Do you wish there was a way to actually thrive as a military spouse and wake up each day feeling filled, fueled and full of joy? I know what it’s like to put your dreams on hold and lose your way and to question what you’re doing with your life and to sit there, struggling with stress, anxiety, and self-doubt, and to feel like you’re throwing spaghetti at a wall, trying to figure out what you need to do it.
[00:01:54] I know because I spent years researching and figuring out how do I get unstuck and learn to live a life with purpose and thrive despite the unpredictability of the military lifestyle. I’m here to tell you it’s possible. And I want to teach you how to get there in a matter of weeks, not years. That’s why I created the milspouse purpose playbook.
[00:02:19] In this course, you will get clarity on your purpose. Learn how to craft a life with purpose and start chasing your dreams regardless of what season of life you’re in today, you’ll learn how to prioritize what matters most. You’ll create a vision for your life and craft your own personal purpose statement, a life of greater purpose.
[00:02:45] Confidence and impact is waiting for you to be the first, to know when the most spouse purpose playbook is available. Go to Milspouse mastermind.com/clarity to get on the wait list or click the link in the show notes below. I am so excited to share all of this information to you, and to really be able to take everything that I have been researching for the last several years and put it into a step-by-step framework to help you learn to thrive.

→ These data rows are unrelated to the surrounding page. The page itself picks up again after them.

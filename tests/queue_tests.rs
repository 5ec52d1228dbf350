mod test_harness;

use std::collections::HashSet;
use std::sync::Arc;

use convoy::queue::SharedQueue;
use convoy::store::{KvStore, MemoryStore};
use test_harness::fast_backoff;

fn queue(store: &Arc<MemoryStore>) -> SharedQueue<u32> {
    SharedQueue::with_backoff(store.clone(), "test/queue", fast_backoff())
}

#[tokio::test]
async fn test_fifo_order() {
    let store = Arc::new(MemoryStore::new());
    let q = queue(&store);

    assert!(q.is_empty().await.unwrap());
    assert_eq!(q.dequeue().await.unwrap(), None);

    for i in 0..3 {
        q.enqueue(i).await.unwrap();
    }
    assert_eq!(q.items().await.unwrap(), vec![0, 1, 2]);
    assert_eq!(q.peek_head().await.unwrap(), Some(0));
    assert_eq!(q.len().await.unwrap(), 3);

    assert_eq!(q.dequeue().await.unwrap(), Some(0));
    assert_eq!(q.dequeue().await.unwrap(), Some(1));
    assert_eq!(q.peek_head().await.unwrap(), Some(2));
}

#[tokio::test]
async fn test_enqueue_all_is_one_write() {
    let store = Arc::new(MemoryStore::new());
    let q = queue(&store);
    q.enqueue(0).await.unwrap();
    let before = store.get("test/queue").await.unwrap().unwrap().version;

    q.enqueue_all(vec![1, 2, 3]).await.unwrap();
    let after = store.get("test/queue").await.unwrap().unwrap().version;
    assert_eq!(q.items().await.unwrap(), vec![0, 1, 2, 3]);
    assert_eq!(after, before + 1);

    q.enqueue_all(Vec::new()).await.unwrap();
    assert_eq!(store.get("test/queue").await.unwrap().unwrap().version, after);
}

#[tokio::test]
async fn test_dequeue_if_only_matching_head() {
    let store = Arc::new(MemoryStore::new());
    let q = queue(&store);
    q.enqueue_all(vec![4, 5]).await.unwrap();

    assert_eq!(q.dequeue_if(|head| *head == 5).await.unwrap(), None);
    assert_eq!(q.dequeue_if(|head| *head == 4).await.unwrap(), Some(4));
    assert_eq!(q.items().await.unwrap(), vec![5]);
}

#[tokio::test]
async fn test_clear_removes_everything() {
    let store = Arc::new(MemoryStore::new());
    let q = queue(&store);
    for i in 0..5 {
        q.enqueue(i).await.unwrap();
    }

    assert_eq!(q.clear().await.unwrap(), 5);
    assert!(q.is_empty().await.unwrap());
    assert_eq!(q.clear().await.unwrap(), 0);
}

#[tokio::test]
async fn test_empty_value_reads_as_empty_queue() {
    let store = Arc::new(MemoryStore::new());
    store.put("test/queue", Vec::new()).await.unwrap();

    let q = queue(&store);
    assert!(q.items().await.unwrap().is_empty());
    q.enqueue(7).await.unwrap();
    assert_eq!(q.items().await.unwrap(), vec![7]);
}

#[tokio::test]
async fn test_corrupt_value_is_an_error() {
    let store = Arc::new(MemoryStore::new());
    store.put("test/queue", b"not json".to_vec()).await.unwrap();

    let q = queue(&store);
    assert!(q.items().await.is_err());
    assert!(q.enqueue(1).await.is_err());
}

#[tokio::test]
async fn test_enqueue_unless_skips_duplicates() {
    let store = Arc::new(MemoryStore::new());
    let q = queue(&store);

    assert!(q.enqueue_unless(1, |i| *i == 1).await.unwrap());
    assert!(!q.enqueue_unless(1, |i| *i == 1).await.unwrap());
    assert_eq!(q.items().await.unwrap(), vec![1]);
}

#[tokio::test]
async fn test_conflicts_are_retried_not_surfaced() {
    let store = Arc::new(MemoryStore::new());
    let q = queue(&store);

    store.inject_conflicts(3);
    q.enqueue(42).await.unwrap();

    assert_eq!(store.pending_conflicts(), 0);
    assert_eq!(q.items().await.unwrap(), vec![42]);
}

#[tokio::test(flavor = "multi_thread", worker_threads = 4)]
async fn test_concurrent_enqueue_loses_nothing() {
    let store = Arc::new(MemoryStore::new());
    store.inject_conflicts(20);

    let mut handles = Vec::new();
    for writer in 0..8u32 {
        let q = queue(&store);
        handles.push(tokio::spawn(async move {
            for i in 0..10u32 {
                q.enqueue(writer * 100 + i).await.unwrap();
            }
        }));
    }
    for handle in handles {
        handle.await.unwrap();
    }

    let items = queue(&store).items().await.unwrap();
    assert_eq!(items.len(), 80);
    let unique: HashSet<u32> = items.iter().copied().collect();
    assert_eq!(unique.len(), 80);

    // Each writer's own items keep their relative order
    for writer in 0..8u32 {
        let mine: Vec<u32> = items
            .iter()
            .copied()
            .filter(|i| i / 100 == writer)
            .collect();
        let expected: Vec<u32> = (0..10).map(|i| writer * 100 + i).collect();
        assert_eq!(mine, expected);
    }
}

#[tokio::test(flavor = "multi_thread", worker_threads = 4)]
async fn test_concurrent_dequeue_never_duplicates() {
    let store = Arc::new(MemoryStore::new());
    let q = queue(&store);
    for i in 0..60 {
        q.enqueue(i).await.unwrap();
    }
    store.inject_conflicts(10);

    let mut handles = Vec::new();
    for _ in 0..4 {
        let q = queue(&store);
        handles.push(tokio::spawn(async move {
            let mut taken = Vec::new();
            while let Some(item) = q.dequeue().await.unwrap() {
                taken.push(item);
            }
            taken
        }));
    }

    let mut all = Vec::new();
    for handle in handles {
        let taken = handle.await.unwrap();
        // Every consumer sees items in queue order
        assert!(taken.windows(2).all(|w| w[0] < w[1]));
        all.extend(taken);
    }

    all.sort_unstable();
    assert_eq!(all, (0..60).collect::<Vec<u32>>());
    assert!(q.is_empty().await.unwrap());
}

[00:03:19] We’re doing a new series on the podcast that talks about a lot of these concepts at a very high level. Last week, we talked about the first step to finding purpose as a military spouse. And that is really your mindset and what you believe. We have to start from the place of understanding that we inherently have value.
[00:03:42] Each of us has something unique to offer the world. And when we play small and live without intention, when we just use our lives to support others dreams, the entire world misses out. So first we have to believe that we have something to offer. The second piece of the puzzle is starting to gain clarity on what our uniqueness is, so that we can craft a life with purpose.
[00:04:15] And here’s the thing about learning to live with purpose. So many of us start from the wrong place. We start by asking the question, what should I be doing? Because purpose ties in with action. And so we want to know what our purpose is and what we’re supposed to do. The problem with this is that we’ll never get to the answer.
[00:04:41] As long as we keep asking the question, what should I do now? I can’t blame any of us for actually asking that question, because I think it’s so ingrained in us.
Let me give you a little bit backstory on the milspouse mastermind show. When I started getting my own clarity on what I love, what lights me up and how I wanted to serve.
[00:05:04] I really got focused on this problem of unemployment and underemployment for military spouses, because I knew this was something that so many of us struggle with. We want to find purpose. And so we need to know what to do. How do we make a contribution as a military spouse? But the more that I dug into this issue, the more that I realized that it is a problem, but it shows us a deeper problem.
[00:05:38] And that’s really when I want to talk to you about today, it’s the problem of identity. So let’s talk about identity for a minute. We are a culture and a society that values contribution, right? And as students growing up, our identity is usually tied into what we do at school, how we perform. We’re used to those labels in school.
[00:06:07] We leave school and enter the working world. And society says, well, you need to go get a job, make money and prove your value. And so our identity transfers to what we do to earn money. But here’s the problem. What happens when we’re not earning money? When we become a stay-at-home parent or when we struggle to find employment?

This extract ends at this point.